Тайер все еще целится, но теперь винтовка ходит ходуном.
Элиза вздрагивает, когда я пытаюсь поднять ее. Глаза ее открыты, но зрачки расширены, огромные, как у совы. Элиза протягивает руку и обнимает меня за шею. А Тайер все еще не стреляет. Выпрямляюсь. Делаю шаг, затем второй. Подальше от человека с ружьем. Прохожу под дугой арки в соседний отсек — туда, где сияет Разлом.
— Мы, далеки, убийцы. Ты прав, — говорю так, чтобы Тайер слышал. — Все далеки такие. Мы убивали и убивали, желая очистить вселенную от тех, кто не похож на нас.

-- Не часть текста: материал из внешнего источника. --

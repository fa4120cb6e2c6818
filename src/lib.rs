//! Client-side session & authorization layer for the CRM backend.
//!
//! The crate covers the one part of the client with real design content: how
//! the bearer token is stored, decoded and validated; how token claims and
//! the cached profile record merge into a single identity; which endpoint
//! prefixes each role is listed for; and how the HTTP gateway reacts
//! uniformly to success, authorization failure and network failure. Page
//! rendering and form plumbing are the embedding application's business.
//!
//! There is deliberately no cryptographic trust boundary here: tokens are
//! decoded for UI convenience only, and server-side authorization remains
//! mandatory.

pub mod config;
pub mod error;
pub mod gateway;
pub mod session;

pub use config::ClientConfig;
pub use error::ApiError;
pub use gateway::{DeniedNotice, Gateway, LogOnlyEvents, SessionEvents};
pub use session::{CurrentUser, SessionContext};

Я прошел мимо Тайера. Я не могу его видеть. В любой момент пуля может пробить мой открытый мозг, и все будет кончено. Но каждый момент отложенной гибели дает мне возможность сделать еще один шаг к безопасности.
— Мы убивали из ненависти. Но и из страха тоже. И, если подумать, что такое ненависть, как не одна из форм, которую принимает страх? Убиваешь врага, потому что боишься, что он сделает то же с тобой. Так что мы с тобой не так уж и отличаемся.
Чувствую, как бьется у Элизы сердце. Ее пальцы слабеют. Мы цепляемся друг за друга. Прижимаю ее крепче. Перед нами висит Разлом — жемчужно-белый, брызгающий искрами плазмы. Он заливает это ржавое, омертвелое место жгучим светом. Выстрела все еще нет.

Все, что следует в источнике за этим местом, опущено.